Dans l’esprit du consensus français et nord-américain, certains conditionnent le traitement antibiotique aux données d’un examen direct du lavage bronchoalvéolaire avec un recours à l’antibiothérapie s’il y a plus de 5 % de cellules infectées sur la pastille de cytocentrifugation du liquide, le choix de l’antibiotique étant orienté par la morphologie des micro-organismes visualisés après coloration de Gram et entériné par les données ultérieures des cultures quantitatives.

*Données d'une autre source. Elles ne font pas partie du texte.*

pub mod async_task;
pub mod net;
pub mod properties;
pub mod rate_limit;
pub mod schedule;
pub mod time;

#[cfg(test)]
mod properties_test;
#[cfg(test)]
mod schedule_test;
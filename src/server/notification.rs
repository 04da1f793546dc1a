use std::collections::HashMap;
use std::sync::atomic::AtomicBool;
use std::sync::atomic::AtomicU64;
use std::sync::atomic::Ordering;
use std::sync::Arc;
use std::time::Duration;

use dashmap::DashMap;
use parking_lot::Mutex;
use tokio::sync::oneshot;
use tokio::time::timeout;
use tracing::debug;
use tracing::info;
use tracing::trace;

use crate::model::Notification;
use crate::model::NotificationMessages;
use crate::model::ReleaseMessage;
use crate::model::WatchKey;
use crate::ReleaseMessageStore;
use crate::Result;
use crate::ServerError;
use crate::ACTIVE_HOLDS;
use crate::NOTIFICATION_HOLDS_RESOLVED;

/// How a held long-poll request ends.
#[derive(Debug, Clone, PartialEq, Eq)]
pub enum HoldOutcome {
    /// Namespaces whose id advanced past what the client reported
    Changed(Vec<Notification>),
    /// Timed out, or the server is shutting down
    NotModified,
}

/// Consumer of newly observed release messages.
pub trait ReleaseMessageListener: Send + Sync + 'static {
    fn handle_message(
        &self,
        message: &ReleaseMessage,
    );
}

#[derive(Debug, Clone)]
struct Watched {
    /// Name the client used, echoed back in notifications
    namespace: String,
    client_id: i64,
}

/// One parked long-poll request.
///
/// The sender is taken exactly once, by whichever of release, timeout or
/// shutdown gets there first.
#[derive(Debug)]
struct Hold {
    id: u64,
    watched: HashMap<String, Watched>,
    sender: Mutex<Option<oneshot::Sender<HoldOutcome>>>,
}

impl Hold {
    fn take_sender(&self) -> Option<oneshot::Sender<HoldOutcome>> {
        self.sender.lock().take()
    }

    fn resolve(
        &self,
        outcome: HoldOutcome,
        cause: &str,
    ) -> bool {
        match self.take_sender() {
            Some(sender) => {
                // the receiver may already be gone with a disconnected client
                let _ = sender.send(outcome);
                NOTIFICATION_HOLDS_RESOLVED.with_label_values(&[cause]).inc();
                true
            }
            None => false,
        }
    }
}

/// Registry of parked long-poll requests keyed by watch key.
///
/// A request is registered under every key it watches before the store is
/// consulted, so a release landing between the two is never missed.
pub struct NotificationHub {
    store: Arc<dyn ReleaseMessageStore>,
    hold_timeout: Duration,
    holds: DashMap<String, Vec<Arc<Hold>>>,
    next_hold_id: AtomicU64,
    shut_down: AtomicBool,
}

impl std::fmt::Debug for NotificationHub {
    fn fmt(
        &self,
        f: &mut std::fmt::Formatter<'_>,
    ) -> std::fmt::Result {
        f.debug_struct("NotificationHub")
            .field("hold_timeout", &self.hold_timeout)
            .field("watched_keys", &self.holds.len())
            .finish()
    }
}

/// Removes a hold from every bucket when the request ends, however it ends.
struct Registration<'a> {
    hub: &'a NotificationHub,
    hold: Arc<Hold>,
}

impl Drop for Registration<'_> {
    fn drop(&mut self) {
        for key in self.hold.watched.keys() {
            let now_empty = match self.hub.holds.get_mut(key) {
                Some(mut bucket) => {
                    bucket.retain(|h| h.id != self.hold.id);
                    bucket.is_empty()
                }
                None => false,
            };
            if now_empty {
                self.hub.holds.remove_if(key, |_, bucket| bucket.is_empty());
            }
        }
        ACTIVE_HOLDS.dec();
    }
}

impl NotificationHub {
    pub fn new(
        store: Arc<dyn ReleaseMessageStore>,
        hold_timeout: Duration,
    ) -> Self {
        Self {
            store,
            hold_timeout,
            holds: DashMap::new(),
            next_hold_id: AtomicU64::new(1),
            shut_down: AtomicBool::new(false),
        }
    }

    /// Parks a long-poll request until one of its namespaces advances, the
    /// hold timeout elapses or the hub shuts down.
    ///
    /// Duplicate namespaces keep the highest client id.
    pub async fn poll(
        &self,
        app_id: &str,
        cluster: &str,
        notifications: &[Notification],
    ) -> Result<HoldOutcome> {
        if notifications.is_empty() {
            return Err(ServerError::InvalidNotifications("no namespace to watch".to_string()).into());
        }

        let mut watched: HashMap<String, Watched> = HashMap::new();
        for n in notifications {
            let key = WatchKey::new(app_id, cluster, n.namespace_name.as_str()).to_string();
            let entry = watched.entry(key).or_insert_with(|| Watched {
                namespace: n.namespace_name.clone(),
                client_id: n.notification_id,
            });
            entry.client_id = entry.client_id.max(n.notification_id);
        }

        let (sender, mut receiver) = oneshot::channel();
        let hold = Arc::new(Hold {
            id: self.next_hold_id.fetch_add(1, Ordering::Relaxed),
            watched,
            sender: Mutex::new(Some(sender)),
        });
        let _registration = self.register(hold.clone());

        if self.shut_down.load(Ordering::Acquire) {
            hold.resolve(HoldOutcome::NotModified, "shutdown");
        } else {
            let changed = self.changed_since(&hold)?;
            if !changed.is_empty() {
                hold.resolve(HoldOutcome::Changed(changed), "immediate");
            }
        }

        let waited = timeout(self.hold_timeout, &mut receiver).await;
        let outcome = match waited {
            Ok(result) => result.unwrap_or(HoldOutcome::NotModified),
            Err(_) => {
                if hold.take_sender().is_some() {
                    NOTIFICATION_HOLDS_RESOLVED.with_label_values(&["timeout"]).inc();
                    HoldOutcome::NotModified
                } else {
                    // resolved concurrently with the deadline
                    receiver.await.unwrap_or(HoldOutcome::NotModified)
                }
            }
        };
        trace!("hold {} finished: {:?}", hold.id, outcome);
        Ok(outcome)
    }

    /// Resolves every outstanding hold with "not modified" and makes later
    /// polls return immediately.
    pub fn shutdown(&self) {
        self.shut_down.store(true, Ordering::Release);
        let holds: Vec<Arc<Hold>> = self
            .holds
            .iter()
            .flat_map(|bucket| bucket.value().clone())
            .collect();

        let resolved = holds
            .iter()
            .filter(|h| h.resolve(HoldOutcome::NotModified, "shutdown"))
            .count();
        info!("notification hub shut down, released {} held requests", resolved);
    }

    /// Number of requests currently parked on `key`.
    pub fn watchers(
        &self,
        key: &str,
    ) -> usize {
        self.holds.get(key).map(|b| b.len()).unwrap_or(0)
    }

    fn register(
        &self,
        hold: Arc<Hold>,
    ) -> Registration<'_> {
        for key in hold.watched.keys() {
            self.holds.entry(key.clone()).or_default().push(hold.clone());
        }
        ACTIVE_HOLDS.inc();
        Registration { hub: self, hold }
    }

    fn changed_since(
        &self,
        hold: &Hold,
    ) -> Result<Vec<Notification>> {
        let mut changed = Vec::new();
        for (key, watched) in &hold.watched {
            if let Some(latest) = self.store.latest_for(key)? {
                if latest.id as i64 > watched.client_id {
                    changed.push(notification_for(key, watched, latest.id));
                }
            }
        }
        changed.sort_by(|a, b| a.namespace_name.cmp(&b.namespace_name));
        Ok(changed)
    }
}

impl ReleaseMessageListener for NotificationHub {
    fn handle_message(
        &self,
        message: &ReleaseMessage,
    ) {
        let targets: Vec<Arc<Hold>> = match self.holds.get(&message.topic) {
            Some(bucket) => bucket.value().clone(),
            None => return,
        };
        debug!(
            topic = %message.topic,
            message_id = message.id,
            "notifying {} held requests",
            targets.len()
        );

        for hold in targets {
            let Some(watched) = hold.watched.get(&message.topic) else {
                continue;
            };
            if message.id as i64 <= watched.client_id {
                continue;
            }
            let notification = notification_for(&message.topic, watched, message.id);
            hold.resolve(HoldOutcome::Changed(vec![notification]), "release");
        }
    }
}

fn notification_for(
    key: &str,
    watched: &Watched,
    id: u64,
) -> Notification {
    let mut messages = NotificationMessages::default();
    messages.put(key, id as i64);
    Notification {
        namespace_name: watched.namespace.clone(),
        notification_id: id as i64,
        messages: Some(messages),
    }
}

Quand la fibroscopie est impossible, l’orientation se fait sur le produit de l’aspiration trachéale.

D’autres auteurs préconisent une simplification des procédures, les données de la simple aspiration apportant une orientation proche de celle obtenue par prélèvements fibroscopiques.

La sensibilité de la technique permettrait de récuser le diagnostic de pneumonie en l’absence de germe ; en présence d’un prélèvement mono- ou plurimicrobien, l’absence de certains germes (tels que Staphylococcus aureus ou Pseudomonas sp.) permettrait de simplifier le traitement probabiliste.

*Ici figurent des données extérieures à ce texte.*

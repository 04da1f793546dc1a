use std::collections::BTreeMap;
use std::fmt;

use serde::Deserialize;
use serde::Serialize;

use crate::constants::CLUSTER_NAMESPACE_SEPARATOR;

/// `(namespace, id)` pair exchanged on the long-poll endpoint.
///
/// Clients send the highest id they have seen per namespace; the server
/// answers with the namespaces whose id advanced.
#[derive(Debug, Clone, PartialEq, Eq, Serialize, Deserialize)]
#[serde(rename_all = "camelCase")]
pub struct Notification {
    pub namespace_name: String,
    pub notification_id: i64,
    #[serde(default, skip_serializing_if = "Option::is_none")]
    pub messages: Option<NotificationMessages>,
}

impl Notification {
    pub fn new(
        namespace_name: impl Into<String>,
        notification_id: i64,
    ) -> Self {
        Self {
            namespace_name: namespace_name.into(),
            notification_id,
            messages: None,
        }
    }
}

/// Per-watch-key release-message ids that explain why a notification fired.
///
/// Forwarded by the client on its next fetch so the server can tell which
/// release the client is chasing.
#[derive(Debug, Clone, Default, PartialEq, Eq, Serialize, Deserialize)]
pub struct NotificationMessages {
    #[serde(default)]
    pub details: BTreeMap<String, i64>,
}

impl NotificationMessages {
    pub fn put(
        &mut self,
        key: impl Into<String>,
        id: i64,
    ) {
        self.details.insert(key.into(), id);
    }

    pub fn get(
        &self,
        key: &str,
    ) -> Option<i64> {
        self.details.get(key).copied()
    }

    pub fn is_empty(&self) -> bool {
        self.details.is_empty()
    }

    /// Folds `other` in, keeping the larger id per key.
    pub fn merge_from(
        &mut self,
        other: &NotificationMessages,
    ) {
        for (key, id) in &other.details {
            let entry = self.details.entry(key.clone()).or_insert(*id);
            if *id > *entry {
                *entry = *id;
            }
        }
    }
}

/// Topic under which releases of one namespace are announced:
/// `{appId}+{cluster}+{namespace}`.
#[derive(Debug, Clone, PartialEq, Eq, Hash, PartialOrd, Ord)]
pub struct WatchKey {
    pub app_id: String,
    pub cluster: String,
    pub namespace: String,
}

impl WatchKey {
    pub fn new(
        app_id: impl Into<String>,
        cluster: impl Into<String>,
        namespace: impl Into<String>,
    ) -> Self {
        Self {
            app_id: app_id.into(),
            cluster: cluster.into(),
            namespace: namespace.into(),
        }
    }

    /// Parses `{appId}+{cluster}+{namespace}`; the namespace may itself contain `+`.
    pub fn parse(topic: &str) -> Option<Self> {
        let mut parts = topic.splitn(3, CLUSTER_NAMESPACE_SEPARATOR);
        let app_id = parts.next().filter(|s| !s.is_empty())?;
        let cluster = parts.next().filter(|s| !s.is_empty())?;
        let namespace = parts.next().filter(|s| !s.is_empty())?;
        Some(Self::new(app_id, cluster, namespace))
    }
}

impl fmt::Display for WatchKey {
    fn fmt(
        &self,
        f: &mut fmt::Formatter<'_>,
    ) -> fmt::Result {
        write!(
            f,
            "{}{sep}{}{sep}{}",
            self.app_id,
            self.cluster,
            self.namespace,
            sep = CLUSTER_NAMESPACE_SEPARATOR
        )
    }
}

Cette technique expose toutefois à une surprescription d’antibiotiques dans le cas d’une simple colonisation microbienne.

En fait, à la lumière de travaux récents, il apparaît qu’il n’y a pas une bonne concordance entre la présence de bactéries dans un prélèvement protégé au seuil significatif de l’infection et la démonstration d’une pneumonie histologique.

Une fois la décision de l’antibiothérapie prise, faut-il prescrire une monothérapie ou une bithérapie ?

Les avis sont partagés, certaines études ne démontrant pas un bénéfice significatif de la bithérapie.

Il y a un relatif consensus sur le bénéfice d’une bithérapie en cas d’infection à Pseudomonas aeruginosa ou si la stratégie thérapeutique implique comme deuxième antibiotique la rifampicine, l’acide fusidique ou la fosfomycine, voire une fluoroquinolone.

Il y a une tendance plutôt en faveur de la bithérapie lorsque le germe causal présumé (ou confirmé) est Acinetobacter sp. ou Staphylococcus aureus.

L’American Thoracic Society a proposé trois types de schémas thérapeutiques selon le type des patients : dans le groupe I se trouvent les patients sans facteur de risque en faveur d’une étiologie précise et présentant une infection peu sévère, quel que soit le moment où elle a débuté, ou sévère mais de survenue précoce (5 premiers jours d’hospitalisation) ; le groupe II correspond aux patients avec des facteurs de risque notables dont l’infection est peu sévère, quel que soit le moment de survenue ; le groupe III comporte des patients avec infection sévère précoce associée à des facteurs de risque ou de survenue tardive.

Si l’on a une orientation plus précise en faveur d’un ou plusieurs micro-organismes, en particulier en fonction de l’environnement microbien de l’unité de soins, des antécédents du patient et des données de l’examen direct sur l’aspiration endobronchique, le choix de l’antibiothérapie peut être plus ciblé.